在中医范畴中，糖尿病为“消渴”，体现为上中下三焦阴虚、阴损等促使脏腑阴阳失调，气血两虚，使得水液运化异常，化湿成痰；血液无气推动导致运输较慢，逐步促进瘀血的形成[8]。另患者阴虚燥热，长久体虚，如干热旺盛，则积毒成脓，然而正气虚弱无力抵抗邪气，最终导致痈疽疖疮，即为“脱疽”，为临床的DFU，其病性属本虚标实，应尽早对创面进行治疗。象皮生肌膏具有清热解毒、活血止痛、敛疮生肌的功效。临床研究表明象皮生肌膏可通过促进血管形成，改善血运情况，促进肉芽组织生成和上皮化，进一步促使溃疡创面愈合，但其加快创面愈合的相关调控机制仍需深入探究[9]。

本研究结果显示，干预第7、14天，实验组的创面愈合率均最高，提示象皮生肌膏具有较好的创面愈合治疗效果，与既往研究相似[10]。象皮生肌膏为中药制剂，由象皮粉、当归、生地黄、血余炭、炉甘石、生石膏、龟甲组成。其象皮粉有敛疮止血、清热解毒之效，为君药；炉甘石有解毒收湿、止痒敛疮之效，生石膏有清热解毒、泻火功效，两者为臣药；当归补血活血、消肿除脓、止痛生肌，生地黄清热凉血、生津滋阴，血余炭消瘀止血，龟甲滋阴潜阳、壮骨养血，四者均为佐药[11]。诸药结合既有根除外在病灶功效，又兼顾充实其本，调节体内气血阴阳，达到祛腐敛疮生肌的效果，促进伤口愈合[12]。本研究中，模型组中的E-cadherin表达上升，Fibronectin表达下降，提示EMT过程受到限制，影响到创面愈合，而象皮生肌膏能使组织内Fibronectin表达升高，E-cadherin降低，进一步推动EMT过程而促进愈合。创面愈合是涉及炎症反应、血管生成、再上皮化、细胞增殖及迁移等多个阶段的复杂过程，而EMT是指上皮细胞经过特定程序转变为具有间质表型细胞的生物学过程，且已被证实包括胚胎发育、创面愈合、组织器官纤维化等多个病理过程，是可通过治疗手段进行干预的过程[13]。

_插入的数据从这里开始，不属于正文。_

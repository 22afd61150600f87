//! The registry of storages, profiles and directory mappings.
//!
//! One registry is built per command invocation from the merged
//! configuration and passed by reference to everything that needs a lookup.

use std::collections::BTreeMap;
use std::rc::Rc;

use tracing::debug;

use crate::core::config::Configuration;
use crate::core::profile::Profile;
use crate::core::store::{self, Credentials, Store};
use crate::error::{RegistryError, Result, ValidationError};

/// Name-keyed lookup tables for everything the configuration defines.
#[derive(Default)]
pub struct Registry {
    storages: BTreeMap<String, Box<dyn Store>>,
    profiles: BTreeMap<String, Profile>,
    directory_mappings: BTreeMap<String, Vec<String>>,
}

impl std::fmt::Debug for Registry {
    fn fmt(&self, f: &mut std::fmt::Formatter<'_>) -> std::fmt::Result {
        f.debug_struct("Registry")
            .field("storages", &self.storage_names())
            .field("profiles", &self.profiles)
            .field("directory_mappings", &self.directory_mappings)
            .finish()
    }
}

impl Registry {
    /// Create an empty registry.
    pub fn new() -> Self {
        Self::default()
    }

    /// Build a registry from a merged configuration.
    ///
    /// Storages are created (and validated) first, then profiles and
    /// mappings are registered.
    ///
    /// # Errors
    ///
    /// Returns the first storage creation error, or a validation error for
    /// an empty name, path or profile list.
    pub fn from_config(config: &Configuration, credentials: Rc<dyn Credentials>) -> Result<Self> {
        let mut registry = Self::new();

        for (name, storage) in &config.storages {
            let adapter = store::create(
                name,
                &storage.storage_type,
                &storage.config,
                Rc::clone(&credentials),
            )?;
            registry.add_storage(name, adapter)?;
        }

        for (name, profile) in &config.profiles {
            registry.add_profile(name, profile.clone())?;
        }

        for (path, profiles) in &config.directory_mapping {
            registry.add_directory_mapping(path, profiles.clone())?;
        }

        debug!(
            storages = registry.storages.len(),
            profiles = registry.profiles.len(),
            mappings = registry.directory_mappings.len(),
            "registry ready"
        );
        Ok(registry)
    }

    /// Register a storage, replacing any storage of the same name.
    ///
    /// # Errors
    ///
    /// Returns `ValidationError::EmptyName` if `name` is empty.
    pub fn add_storage(&mut self, name: &str, adapter: Box<dyn Store>) -> Result<()> {
        if name.is_empty() {
            return Err(ValidationError::EmptyName.into());
        }
        self.storages.insert(name.to_string(), adapter);
        Ok(())
    }

    /// Register a profile under `name`, replacing any profile of the same
    /// name. The profile takes `name` as its identity.
    ///
    /// # Errors
    ///
    /// Returns `ValidationError::EmptyName` if `name` is empty.
    pub fn add_profile(&mut self, name: &str, mut profile: Profile) -> Result<()> {
        if name.is_empty() {
            return Err(ValidationError::EmptyName.into());
        }
        profile.set_name(name);
        self.profiles.insert(name.to_string(), profile);
        Ok(())
    }

    /// Map a directory to the profiles loaded there by default.
    ///
    /// # Errors
    ///
    /// Returns `ValidationError::EmptyPath` or
    /// `ValidationError::EmptyProfileList`.
    pub fn add_directory_mapping(&mut self, path: &str, profiles: Vec<String>) -> Result<()> {
        if path.is_empty() {
            return Err(ValidationError::EmptyPath.into());
        }
        if profiles.is_empty() {
            return Err(ValidationError::EmptyProfileList.into());
        }
        self.directory_mappings.insert(path.to_string(), profiles);
        Ok(())
    }

    /// Look up a profile.
    ///
    /// # Errors
    ///
    /// Returns `ValidationError::EmptyName` or `RegistryError::UnknownProfile`.
    pub fn profile(&self, name: &str) -> Result<&Profile> {
        if name.is_empty() {
            return Err(ValidationError::EmptyName.into());
        }
        self.profiles
            .get(name)
            .ok_or_else(|| RegistryError::UnknownProfile(name.to_string()).into())
    }

    /// Look up a storage.
    ///
    /// # Errors
    ///
    /// Returns `ValidationError::EmptyName` or `RegistryError::UnknownStorage`.
    pub fn storage(&self, name: &str) -> Result<&dyn Store> {
        if name.is_empty() {
            return Err(ValidationError::EmptyName.into());
        }
        self.storages
            .get(name)
            .map(|storage| storage.as_ref())
            .ok_or_else(|| RegistryError::UnknownStorage(name.to_string()).into())
    }

    /// Profiles mapped to `path`.
    ///
    /// # Errors
    ///
    /// Returns `ValidationError::EmptyPath` or `RegistryError::UnknownMapping`.
    pub fn directory_mapping(&self, path: &str) -> Result<&[String]> {
        if path.is_empty() {
            return Err(ValidationError::EmptyPath.into());
        }
        self.directory_mappings
            .get(path)
            .map(Vec::as_slice)
            .ok_or_else(|| RegistryError::UnknownMapping(path.to_string()).into())
    }

    pub fn has_storage(&self, name: &str) -> bool {
        self.storages.contains_key(name)
    }

    pub fn has_profile(&self, name: &str) -> bool {
        self.profiles.contains_key(name)
    }

    pub fn has_directory_mapping(&self, path: &str) -> bool {
        self.directory_mappings.contains_key(path)
    }

    /// All storages, ordered by name.
    pub fn storages(&self) -> impl Iterator<Item = (&str, &dyn Store)> {
        self.storages
            .iter()
            .map(|(name, storage)| (name.as_str(), storage.as_ref()))
    }

    /// All profiles, ordered by name.
    pub fn profiles(&self) -> impl Iterator<Item = (&str, &Profile)> {
        self.profiles.iter().map(|(name, profile)| (name.as_str(), profile))
    }

    /// All directory mappings, ordered by path.
    pub fn directory_mappings(&self) -> impl Iterator<Item = (&str, &[String])> {
        self.directory_mappings
            .iter()
            .map(|(path, profiles)| (path.as_str(), profiles.as_slice()))
    }

    pub fn storage_names(&self) -> Vec<String> {
        self.storages.keys().cloned().collect()
    }

    pub fn profile_names(&self) -> Vec<String> {
        self.profiles.keys().cloned().collect()
    }

    pub fn directory_mapped_paths(&self) -> Vec<String> {
        self.directory_mappings.keys().cloned().collect()
    }
}

#[cfg(test)]
mod tests {
    use super::*;
    use crate::core::config::StorageConfig;
    use crate::core::entry::Entry;
    use crate::core::store::{Fixed, Validation};
    use crate::error::{Error, StorageError};
    use tempfile::TempDir;

    struct Empty;

    impl Store for Empty {
        fn get_entry(&self, _path: &str) -> Result<Entry> {
            Ok(Entry::new())
        }

        fn is_case_sensitive(&self) -> bool {
            false
        }

        fn validate(&self) -> Validation {
            Validation::passed(vec![])
        }
    }

    #[test]
    fn test_add_storage() {
        let mut registry = Registry::new();
        registry.add_storage("work", Box::new(Empty)).unwrap();
        assert!(registry.has_storage("work"));
        assert!(!registry.storage("work").unwrap().is_case_sensitive());
    }

    #[test]
    fn test_add_storage_empty_name() {
        let mut registry = Registry::new();
        assert!(matches!(
            registry.add_storage("", Box::new(Empty)),
            Err(Error::Validation(ValidationError::EmptyName))
        ));
        assert!(registry.storage_names().is_empty());
    }

    #[test]
    fn test_add_profile_assigns_name() {
        let mut registry = Registry::new();
        registry.add_profile("db", Profile::default()).unwrap();
        assert_eq!(registry.profile("db").unwrap().name(), "db");
    }

    #[test]
    fn test_add_profile_empty_name() {
        let mut registry = Registry::new();
        assert!(matches!(
            registry.add_profile("", Profile::default()),
            Err(Error::Validation(ValidationError::EmptyName))
        ));
    }

    #[test]
    fn test_add_profile_replaces() {
        let mut registry = Registry::new();
        registry.add_profile("db", Profile::default()).unwrap();
        registry
            .add_profile(
                "db",
                Profile {
                    path: "second".to_string(),
                    ..Profile::default()
                },
            )
            .unwrap();
        assert_eq!(registry.profile("db").unwrap().path, "second");
        assert_eq!(registry.profile_names(), vec!["db"]);
    }

    #[test]
    fn test_add_directory_mapping() {
        let mut registry = Registry::new();
        registry
            .add_directory_mapping("/work", vec!["db".to_string()])
            .unwrap();
        assert_eq!(registry.directory_mapping("/work").unwrap(), ["db"]);
        assert!(registry.has_directory_mapping("/work"));
    }

    #[test]
    fn test_add_directory_mapping_errors() {
        let mut registry = Registry::new();
        assert!(matches!(
            registry.add_directory_mapping("", vec!["db".to_string()]),
            Err(Error::Validation(ValidationError::EmptyPath))
        ));
        assert!(matches!(
            registry.add_directory_mapping("/work", vec![]),
            Err(Error::Validation(ValidationError::EmptyProfileList))
        ));
        assert!(registry.directory_mapped_paths().is_empty());
    }

    #[test]
    fn test_lookup_errors() {
        let registry = Registry::new();
        assert!(matches!(
            registry.profile(""),
            Err(Error::Validation(ValidationError::EmptyName))
        ));
        assert!(matches!(
            registry.storage(""),
            Err(Error::Validation(ValidationError::EmptyName))
        ));
        assert!(matches!(
            registry.directory_mapping(""),
            Err(Error::Validation(ValidationError::EmptyPath))
        ));
        assert_eq!(
            registry.profile("ghost").unwrap_err().to_string(),
            "profile with name ghost does not exist"
        );
        assert!(matches!(
            registry.storage("ghost"),
            Err(Error::Registry(RegistryError::UnknownStorage(_)))
        ));
        assert!(matches!(
            registry.directory_mapping("/nowhere"),
            Err(Error::Registry(RegistryError::UnknownMapping(_)))
        ));
    }

    #[test]
    fn test_enumeration_is_ordered() {
        let mut registry = Registry::new();
        for name in ["zeta", "alpha", "mid"] {
            registry.add_profile(name, Profile::default()).unwrap();
            registry.add_storage(name, Box::new(Empty)).unwrap();
        }
        registry
            .add_directory_mapping("/b", vec!["zeta".to_string()])
            .unwrap();
        registry
            .add_directory_mapping("/a", vec!["alpha".to_string()])
            .unwrap();

        assert_eq!(registry.profile_names(), vec!["alpha", "mid", "zeta"]);
        assert_eq!(registry.storage_names(), vec!["alpha", "mid", "zeta"]);
        assert_eq!(registry.directory_mapped_paths(), vec!["/a", "/b"]);

        let names: Vec<&str> = registry.profiles().map(|(name, _)| name).collect();
        assert_eq!(names, vec!["alpha", "mid", "zeta"]);
        assert_eq!(registry.storages().count(), 3);
        assert_eq!(registry.directory_mappings().next().unwrap().0, "/a");
    }

    #[test]
    fn test_from_config() {
        let tmp = TempDir::new().unwrap();
        let mut config = Configuration::new();
        config.storages.insert(
            "personal".to_string(),
            StorageConfig {
                storage_type: "pass".to_string(),
                config: BTreeMap::from([("dir".to_string(), tmp.path().display().to_string())]),
            },
        );
        config.profiles.insert(
            "db".to_string(),
            Profile {
                storage: "personal".to_string(),
                ..Profile::default()
            },
        );
        config
            .directory_mapping
            .insert("/work".to_string(), vec!["db".to_string()]);

        let registry = Registry::from_config(&config, Rc::new(Fixed::new("pw"))).unwrap();
        assert!(registry.has_storage("personal"));
        assert_eq!(registry.profile("db").unwrap().name(), "db");
        assert_eq!(registry.directory_mapping("/work").unwrap(), ["db"]);
    }

    #[test]
    fn test_from_config_unknown_storage_type() {
        let mut config = Configuration::new();
        config.storages.insert(
            "odd".to_string(),
            StorageConfig {
                storage_type: "vault".to_string(),
                config: BTreeMap::new(),
            },
        );

        assert!(matches!(
            Registry::from_config(&config, Rc::new(Fixed::new("pw"))),
            Err(Error::Storage(StorageError::UnknownType(_)))
        ));
    }

    #[test]
    fn test_from_config_empty_mapping() {
        let mut config = Configuration::new();
        config.directory_mapping.insert("/work".to_string(), vec![]);

        assert!(matches!(
            Registry::from_config(&config, Rc::new(Fixed::new("pw"))),
            Err(Error::Validation(ValidationError::EmptyProfileList))
        ));
    }
}
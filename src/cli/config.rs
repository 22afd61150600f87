//! Config commands.
//!
//! Create the main configuration file and add storages, profiles and
//! directory mappings to it. Every command edits exactly one file.

use std::collections::BTreeMap;
use std::path::Path;

use tracing::debug;

use crate::cli::{current_environment, load_configuration, output, working_dir};
use crate::core::config::{Configuration, StorageConfig};
use crate::core::constants;
use crate::core::profile::Profile;
use crate::core::session;
use crate::core::store::StoreKind;
use crate::core::validation::{parse_assignment, validate_name};
use crate::error::{ConfigError, ProfileError, RegistryError, Result, ValidationError};

/// Profile definition collected from `config add profile` flags.
#[derive(Debug, Default)]
pub struct NewProfile {
    pub storage: String,
    pub name: String,
    pub path: String,
    pub const_env: Vec<String>,
    pub env: Vec<String>,
    pub depends_on: Vec<String>,
}

/// Write an empty configuration to the main path.
pub fn init(main: &Path, force: bool) -> Result<()> {
    Configuration::new().write_to_file(main, force)?;
    output::success(&format!(
        "Configuration initialized in {}",
        output::path(main.display())
    ));
    Ok(())
}

/// Add a storage of type `kind` with its default settings.
pub fn add_storage(main: &Path, kind: &str, name: &str, force: bool) -> Result<()> {
    let kind: StoreKind = kind.parse()?;
    validate_name(name)?;

    let mut config = Configuration::load_from_file(main)?;
    if config.storages.contains_key(name) && !force {
        return Err(ConfigError::AlreadyDefined {
            kind: "storage",
            name: name.to_string(),
            path: main.to_path_buf(),
        }
        .into());
    }

    config.storages.insert(
        name.to_string(),
        StorageConfig {
            storage_type: kind.identifier().to_string(),
            config: kind.default_config(),
        },
    );
    config.write_to_file(main, true)?;

    output::success(&format!(
        "Storage {} has been added to the configuration at {}",
        output::name(name),
        output::path(main.display())
    ));
    if kind.default_config().values().any(String::is_empty) {
        output::hint(&format!("fill in its settings in {}", main.display()));
    }
    Ok(())
}

/// Add a profile to the main configuration.
///
/// The storage has to be defined in one of the merged config files.
pub fn add_profile(main: &Path, new: NewProfile, force: bool) -> Result<()> {
    let merged = load_configuration(main)?;
    if !merged.storages.contains_key(&new.storage) {
        return Err(RegistryError::UnknownStorage(new.storage).into());
    }
    validate_name(&new.name)?;

    let profile = build_profile(&new)?;
    for dependency in &profile.depends_on {
        if !merged.profiles.contains_key(dependency) && dependency != &new.name {
            output::warn(&format!(
                "profile {} depends on {} which is not defined yet",
                new.name, dependency
            ));
        }
    }

    let mut config = Configuration::load_from_file(main)?;
    if config.profiles.contains_key(&new.name) && !force {
        return Err(ConfigError::AlreadyDefined {
            kind: "profile",
            name: new.name,
            path: main.to_path_buf(),
        }
        .into());
    }

    debug!(profile = %new.name, storage = %new.storage, "adding profile");
    config.profiles.insert(new.name.clone(), profile);
    config.write_to_file(main, true)?;

    output::success(&format!(
        "Profile {} has been added to the configuration at {}",
        output::name(&new.name),
        output::path(main.display())
    ));
    Ok(())
}

fn build_profile(new: &NewProfile) -> Result<Profile> {
    let mut const_env = BTreeMap::new();
    for assignment in &new.const_env {
        let (key, value) = parse_assignment(assignment)?;
        const_env.insert(key, value);
    }

    let mut env = BTreeMap::new();
    for assignment in &new.env {
        let (key, attribute) = parse_assignment(assignment)?;
        if attribute.is_empty() {
            return Err(ValidationError::InvalidAssignment(assignment.clone()).into());
        }
        env.insert(key, attribute);
    }

    let mut depends_on: Vec<String> = Vec::new();
    for dependency in &new.depends_on {
        validate_name(dependency)?;
        if !depends_on.contains(dependency) {
            depends_on.push(dependency.clone());
        }
    }

    if !env.is_empty() && new.path.is_empty() {
        return Err(ValidationError::EmptyPath.into());
    }

    Ok(Profile {
        storage: new.storage.clone(),
        path: new.path.clone(),
        depends_on,
        const_env,
        env,
        ..Profile::default()
    })
}

/// Map the working directory to `profiles`, or to the loaded profiles.
///
/// With `local`, the mapping goes to `.envmanager.toml` in the working
/// directory, which is created if needed.
pub fn add_mapping(main: &Path, profiles: &[String], local: bool) -> Result<()> {
    let cwd = working_dir()?;

    let profiles = if profiles.is_empty() {
        session::loaded_profiles(&current_environment())
    } else {
        for name in profiles {
            validate_name(name)?;
        }
        profiles.to_vec()
    };
    if profiles.is_empty() {
        return Err(ProfileError::NothingLoaded.into());
    }

    let target = if local {
        let path = cwd.join(constants::CONFIG_FILE);
        if !path.exists() {
            Configuration::new().write_to_file(&path, false)?;
        }
        path
    } else {
        main.to_path_buf()
    };

    let mut config = Configuration::load_from_file(&target)?;
    config
        .directory_mapping
        .insert(cwd.display().to_string(), profiles.clone());
    config.write_to_file(&target, true)?;

    output::success(&format!(
        "Mapped the profiles ({}) to {}",
        profiles.join(", "),
        output::path(cwd.display())
    ));
    Ok(())
}
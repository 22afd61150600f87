//! Test fixtures and constants.

/// Profiles with constant values only: `child` depends on `root`.
pub const CONST_PROFILES: &str = r#"
[profiles.root]
const_env = { ROOT = "r" }

[profiles.child]
depends_on = ["root"]
const_env = { CHILD = "c" }

[profiles.other]
depends_on = ["root"]
const_env = { OTHER = "o" }
"#;

/// Fake `gpg` that "decrypts" by printing the file it is given.
pub const FAKE_GPG: &str = r#"#!/bin/sh
for last; do :; done
cat "$last"
"#;

/// Fake `keepassxc-cli` accepting the password `secret` and knowing one entry,
/// whose notes span two lines.
pub const FAKE_KEEPASSXC: &str = r#"#!/bin/sh
read -r pw
if [ "$pw" != "secret" ]; then
  echo "Error while reading the database: Invalid credentials were provided" >&2
  exit 1
fi
for last; do :; done
case "$last" in
  databases/prod)
    case " $* " in
      *" --attributes Notes "*)
        printf 'primary replica\nhost: db1\n'
        ;;
      *)
        printf 'Notes: primary replica\nhost: db1\nPassword: s3cr3t\nTitle: prod\nURL: postgres://db:5432\nUserName: alice\n'
        ;;
    esac
    ;;
  *)
    echo "Could not find entry with path $last." >&2
    exit 1
    ;;
esac
"#;

/// Contents of a password-store secret as the fake gpg returns it.
pub const PASS_SECRET: &str = "hunter2\nusername: bob\n";

/// Config with a pass storage rooted at `dir` and a profile mapping from it.
pub fn pass_config(dir: &std::path::Path) -> String {
    format!(
        r#"
[storages.personal]
type = "pass"
config = {{ dir = "{}", prefix = "env" }}

[profiles.api]
storage = "personal"
path = "api/token"
env = {{ API_USER = "username", API_TOKEN = "password" }}
"#,
        dir.display()
    )
}

/// Config with a keepass storage for `file` and a profile mapping from it.
pub fn keepass_config(file: &std::path::Path) -> String {
    format!(
        r#"
[storages.work]
type = "keepass"
config = {{ path = "{}" }}

[profiles.db]
storage = "work"
path = "databases/prod"
const_env = {{ DB_NAME = "prod" }}
env = {{ DB_USER = "UserName", DB_PASS = "Password" }}

[profiles.broken]
storage = "work"
path = "databases/prod"
env = {{ DB_TOKEN = "Token" }}

[profiles.notes]
storage = "work"
path = "databases/prod"
env = {{ DB_NOTES = "Notes" }}

[profiles.missing]
storage = "work"
path = "databases/staging"
env = {{ DB_USER = "UserName" }}
"#,
        file.display()
    )
}

/// Config with only a pass storage rooted at `dir`.
pub fn pass_storage(dir: &std::path::Path) -> String {
    format!(
        "[storages.personal]\ntype = \"pass\"\nconfig = {{ dir = \"{}\" }}\n",
        dir.display()
    )
}
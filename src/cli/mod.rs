//! Command-line interface.

pub mod completions;
pub mod config;
pub mod current;
pub mod debug;
pub mod load;
pub mod output;
pub mod unload;

use std::path::{Path, PathBuf};
use std::rc::Rc;

use clap::{Parser, Subcommand};
use tracing::debug;

use crate::core::config::{self as configuration, Configuration};
use crate::core::constants;
use crate::core::environment::Environment;
use crate::core::registry::Registry;
use crate::core::store::Prompt;
use crate::error::Result;

/// envmanager - manage the environment variables of your shell.
#[derive(Parser)]
#[command(
    name = "envmanager",
    about = "Load environment variable profiles backed by KeePass and password-store",
    version,
    after_help = "Statements are printed for your shell: eval \"$(envmanager load <profile>)\""
)]
pub struct Cli {
    /// Main configuration file [default: ~/.envmanager.toml]
    #[arg(short, long, global = true, env = constants::CONFIG_VAR)]
    pub config: Option<PathBuf>,

    /// Enable debug logging on stderr
    #[arg(short, long, global = true)]
    pub verbose: bool,

    #[command(subcommand)]
    pub command: Command,
}

/// Top-level commands.
#[derive(Subcommand)]
pub enum Command {
    /// Load profiles into this shell's environment
    ///
    /// Without profiles, the directory mapping of the working directory is loaded.
    Load {
        /// Profiles to load
        profiles: Vec<String>,
    },

    /// Unload profiles from this shell's environment
    Unload {
        /// Profiles to unload
        profiles: Vec<String>,
        /// Unload every currently loaded profile
        #[arg(long)]
        all: bool,
    },

    /// Show currently loaded profiles
    #[command(visible_alias = "loaded")]
    Current,

    /// Manage your configuration
    Config {
        #[command(subcommand)]
        action: ConfigAction,
    },

    /// Inspect your configuration
    Debug {
        #[command(subcommand)]
        action: DebugAction,
    },

    /// Generate shell completions
    Completions {
        /// Shell to generate completions for
        #[arg(value_enum)]
        shell: Shell,
    },
}

/// Supported shells for completions.
#[derive(clap::ValueEnum, Clone, Debug)]
pub enum Shell {
    Bash,
    Zsh,
    Fish,
    PowerShell,
}

/// Config subcommands.
#[derive(Subcommand)]
pub enum ConfigAction {
    /// Create an empty main configuration file
    Init {
        /// Overwrite an existing file
        #[arg(short, long)]
        force: bool,
    },

    /// Add storages, profiles and mappings
    Add {
        #[command(subcommand)]
        item: AddItem,
    },
}

/// Things `config add` can add.
#[derive(Subcommand)]
pub enum AddItem {
    /// Add a storage with the default settings of its type
    Storage {
        /// Storage type (keepass, pass)
        #[arg(value_name = "TYPE")]
        kind: String,
        /// Storage name (letters and digits)
        name: String,
        /// Overwrite an existing storage
        #[arg(short, long)]
        force: bool,
    },

    /// Add a profile reading from a configured storage
    Profile {
        /// Storage the entry lives in
        storage: String,
        /// Profile name (letters and digits)
        name: String,
        /// Path of the entry in the storage
        #[arg(short, long, default_value = "")]
        path: String,
        /// Constant variable, NAME=VALUE
        #[arg(long = "const", value_name = "NAME=VALUE")]
        const_env: Vec<String>,
        /// Variable read from an entry attribute, NAME=ATTRIBUTE
        #[arg(long = "env", value_name = "NAME=ATTRIBUTE")]
        env: Vec<String>,
        /// Profile loaded together with this one
        #[arg(short, long = "depends-on", value_name = "PROFILE")]
        depends_on: Vec<String>,
        /// Overwrite an existing profile
        #[arg(short, long)]
        force: bool,
    },

    /// Map the working directory to profiles
    ///
    /// Without --profile, the currently loaded profiles are mapped.
    Mapping {
        /// Profile to map
        #[arg(long = "profile", value_name = "PROFILE")]
        profiles: Vec<String>,
        /// Write to ./.envmanager.toml instead of the main file
        #[arg(short, long)]
        local: bool,
    },
}

/// Debug subcommands.
#[derive(Subcommand)]
pub enum DebugAction {
    /// Show which config files are processed, in order
    Files,

    /// List storages, or run the checks of one storage
    Storage {
        /// Storage to check
        name: Option<String>,
    },

    /// Show a profile, its dependencies and problems
    Profile {
        /// Profile name
        name: String,
        /// Output as JSON
        #[arg(long)]
        json: bool,
    },

    /// Show the attribute names of an entry
    Entry {
        /// Storage name
        storage: String,
        /// Path of the entry
        path: String,
    },
}

/// Execute a command.
pub fn execute(command: Command, config: Option<PathBuf>) -> Result<()> {
    use Command::*;

    let main = match config {
        Some(path) => path,
        None => Configuration::default_path()?,
    };
    debug!(path = %main.display(), "main config file");

    match command {
        Load { profiles } => load::execute(&main, &profiles),
        Unload { profiles, all } => unload::execute(&main, &profiles, all),
        Current => current::execute(),
        Config { action } => match action {
            ConfigAction::Init { force } => config::init(&main, force),
            ConfigAction::Add { item } => match item {
                AddItem::Storage { kind, name, force } => {
                    config::add_storage(&main, &kind, &name, force)
                }
                AddItem::Profile {
                    storage,
                    name,
                    path,
                    const_env,
                    env,
                    depends_on,
                    force,
                } => config::add_profile(
                    &main,
                    config::NewProfile {
                        storage,
                        name,
                        path,
                        const_env,
                        env,
                        depends_on,
                    },
                    force,
                ),
                AddItem::Mapping { profiles, local } => config::add_mapping(&main, &profiles, local),
            },
        },
        Debug { action } => match action {
            DebugAction::Files => debug::files(&main),
            DebugAction::Storage { name } => debug::storage(&main, name.as_deref()),
            DebugAction::Profile { name, json } => debug::profile(&main, &name, json),
            DebugAction::Entry { storage, path } => debug::entry(&main, &storage, &path),
        },
        Completions { shell } => completions::execute(shell),
    }
}

/// Working directory as used for directory mappings.
pub(crate) fn working_dir() -> Result<PathBuf> {
    Ok(std::env::current_dir()?)
}

/// The main file merged with every config file above the working directory.
///
/// On a merge failure the files already processed, the offending file and
/// the files still to process are listed on stderr.
pub(crate) fn load_configuration(main: &Path) -> Result<Configuration> {
    let cwd = working_dir()?;
    let files = configuration::discover(&cwd, main);

    let mut config = Configuration::load_from_file(main)?;
    for (i, file) in files.iter().enumerate() {
        if file == main {
            continue;
        }
        if let Err(e) = config.merge_file(file) {
            let shown: Vec<_> = files.iter().map(|f| f.display()).collect();
            output::note("Failed to merge configuration.\nAlready processed config files:");
            eprint!("{}", output::format_list(&shown[..i], "\t- ", "\t<none>\n"));
            output::note(&format!("Offending config file:\n\t{}", file.display()));
            output::note("Still to process:");
            eprint!("{}", output::format_list(&shown[i + 1..], "\t- ", "\t<none>\n"));
            return Err(e);
        }
    }
    Ok(config)
}

/// Registry for the merged configuration, asking for passwords on the terminal.
pub(crate) fn load_registry(main: &Path) -> Result<Registry> {
    let config = load_configuration(main)?;
    Registry::from_config(&config, Rc::new(Prompt))
}

/// Snapshot of the process environment.
pub(crate) fn current_environment() -> Environment {
    let mut env = Environment::new();
    env.load();
    env
}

本研究结果显示，模型组中创面TGF-β1、IGF-1、FN mRNA表达降低，而创面愈合速度减慢；实验组使用象皮生肌膏治疗后TGF-β1、IGF-1、FN mRNA表达升高，且比对照组更早的发挥EMT调控作用，加快创面愈合。TGF-β1是一类拥有较多功能的细胞因子，且被认为是最强的致纤维化因子，可调控细胞周期，促进细胞的增殖与分化，促进新生肉芽组织形成，从而达到加快组织修复的目的[14]。TGF-β1通过依赖Smad激活细胞表面受体，结合形成Smad复合物，复合物则通过进入细胞核调控EMT重要的转录因子，对创面愈合有着核心且关键的作用[15]。IGF-1是与胰岛素同源的生长因子，其参与调控组织细胞的增殖、分化、凋亡，在创面愈合的过程起到重要的生理作用[16]。李博文等[17]研究指出，合适浓度的IGF-1可促进成纤维细胞增殖和分化。但IGF-1的合成及释放受到糖尿病患者高血糖影响，因此模型组中IGF-1的mRNA表达减少。本研究中发现IGF-1在第7天时空白组mRNA表达较低，实验组显著升高而到第14天时迅速下降，且除空白组外其余三组均无明显差异。考虑到因空白组无胰岛素抵抗而使其处于较为平稳的水平，而显著升高后迅速下降也可能与负反馈机制有关，同时也提示了象皮生肌膏不能促进IGF-1的表达，其可能是通过调控IGF受体的数量和结构来加快创面愈合。FN的创面修复机制是通过促进吞噬细胞功能及促进细胞与纤维基质间联系而实现[18-20]。Tang等[21]研究表明，EMT过程中会分泌较多的细胞外基质(ECM)，而FN作为ECM重要成分沉积于肾脏，从而导致了纤维化过程，因此糖尿病中E-cadherin降低以及FN表达增多均与EMT有关。此外，本研究发现实验组大鼠在干预第7、14天VEGF含量显著高于对照组、模型组，可见象皮生肌膏可促进内皮细胞分泌VEGF，进一步加速血管生长。VEGF是调控血管的主要生长因子，能引发一系列修复反应，可有效促进新血管生成。DFU创面VEGF水平不仅异常低表达，而且缩短表达高峰持续时间，是导致创面难愈合的主要原因之一[22-24]。治疗组VEGF含量高于对照组、模型组，可能是与象皮生肌膏改善了内皮祖细胞和内皮细胞的生物学功能有关。

综上所述，象皮生肌膏可促进DFU大鼠模型创面组织的EMT过程，促进愈合，其机制可能是通过调控TGF-β1、IGF-1、FN 等基因实现。此外，TGF-β1、IGF-1、FN 途径诱导的EMT过程有可能成为DFU新的治疗靶点，但仍需进一步探究其靶向调控关系。